American entrepreneur (born 1953)

Robert Gordon Card (born February 1953) is an American businessman, engineer, and former government employee who was the CEO of SNC-Lavalin, Canada's largest engineering and construction firm.

== Early life and education ==
Card was born to Brad, an engineer and farmer, and Dorothy Card in California. He grew up in Yakima, Washington and received a bachelor of science degree in civil engineering from the University of Washington. He then earned a master of science degree in environmental engineering from Stanford University. He completed the Harvard Business School Program for management development.

== Career ==
===CH2M Hill===
Card's career began in the summer of 1975 as an intern at CH2M Hill, where he became a Group CEO, board member and the largest shareholder of the Denver, Colorado-based global engineering firm. At CH2M Hill, he was the sponsoring executive and deputy project director for the delivery partner for the London 2012 Olympics.
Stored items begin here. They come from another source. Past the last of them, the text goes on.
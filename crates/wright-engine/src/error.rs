use wright_core::errors::ProviderError;
use wright_core::ids::TurnId;
use wright_core::tools::ToolError;
use wright_store::StoreError;

#[derive(Debug, thiserror::Error)]
pub enum ConfigError {
    #[error("failed to read config: {0}")]
    Io(#[from] std::io::Error),

    #[error("failed to parse config: {0}")]
    Parse(#[from] serde_json::Error),

    #[error("invalid {field}: {reason}")]
    Invalid { field: &'static str, reason: String },
}

/// Rejections and failures of the file operation manager. Display strings
/// are reported to the model verbatim through the tool error message.
#[derive(Debug, thiserror::Error)]
pub enum FileOpError {
    #[error("No active turn")]
    NoActiveTurn,

    #[error("Turn {0} is still active")]
    TurnActive(TurnId),

    #[error("Cannot write to protected file/path: {0}")]
    ProtectedWrite(String),

    #[error("Cannot delete protected file/path: {0}")]
    ProtectedDelete(String),

    #[error("Cannot rename protected source file/path: {0}")]
    ProtectedSource(String),

    #[error("Cannot rename to protected destination file/path: {0}")]
    ProtectedDestination(String),

    #[error("File not found: {0}")]
    NotFound(String),

    #[error("Source file not found: {0}")]
    SourceNotFound(String),

    #[error("Destination file already exists: {0}")]
    DestinationExists(String),

    #[error("failed to apply change to {path}: {source}")]
    Apply {
        path: String,
        #[source]
        source: std::io::Error,
    },
}

impl FileOpError {
    pub fn is_protected(&self) -> bool {
        matches!(
            self,
            Self::ProtectedWrite(_)
                | Self::ProtectedDelete(_)
                | Self::ProtectedSource(_)
                | Self::ProtectedDestination(_)
        )
    }
}

#[derive(Debug, thiserror::Error)]
pub enum EngineError {
    #[error("provider error: {0}")]
    Provider(#[from] ProviderError),

    #[error("store error: {0}")]
    Store(#[from] StoreError),

    #[error("file operation error: {0}")]
    FileOp(#[from] FileOpError),

    #[error("tool error: {0}")]
    Tool(#[from] ToolError),

    #[error("config error: {0}")]
    Config(#[from] ConfigError),

    #[error("model response timed out after {0:?}")]
    ModelTimeout(std::time::Duration),

    #[error("agent aborted")]
    Aborted,

    #[error("{0}")]
    Internal(String),
}
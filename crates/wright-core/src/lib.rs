//! Shared vocabulary for the wright agent runtime: identifiers, the
//! client-facing stream events, the internal bus events, tool and hook
//! contracts, and the collaborator traits the engine consumes.

pub mod errors;
pub mod events;
pub mod hooks;
pub mod ids;
pub mod messages;
pub mod provider;
pub mod services;
pub mod stream;
pub mod tokens;
pub mod tools;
===United States Department of Energy===
From 2001 to 2004, Card was the Under Secretary of Energy for Energy and Environment in the United States Department of Energy, where he was responsible for the Department's energy, environment and science portfolios with an annual budget of $14 billion and 65,000 federal and contractor employees. This tenure saw what was at the time record funding for renewable and carbon-free energy and research, accelerated progress in the environmental remediation of the Department's legacy sites and the completion of the original Human Genome Project, setting the stage for the next wave of major science projects.

===SNC-Lavalin===
From October 2012 to October 2015, Card was the CEO of Montreal-based SNC-Lavalin to lead a recovery effort after the firm identified and reported ethics issues from the previous decade. He managed over 40,000 employees and $8 billion in annual revenues, and initiated a revamp of the firm's governance, ethics and compliance program and transformed initiatives in health and safety, environment, sustainability and other aspects of corporate social responsibility. He also developed a strategy to maintain the firm's position at the top of the rapidly consolidating engineering and construction sector by selling interests in the firm's substantial infrastructure, power and mining assets to create global Tier-1 engineering and construction capability in oil and gas, mining, power and infrastructure.

Card was the CEO of joint venture Kaiser-Hill in the decommissioning of the Rocky Flats Nuclear Weapons Plant.

He was ranked among Canada's 100 highest paid CEOs in 2015.

Card was appointed a member of the board of Amec Foster Wheeler in 2017.

==Personal life==
Card's wife, Nancy, is an engineer who earned her MBA from Harvard University.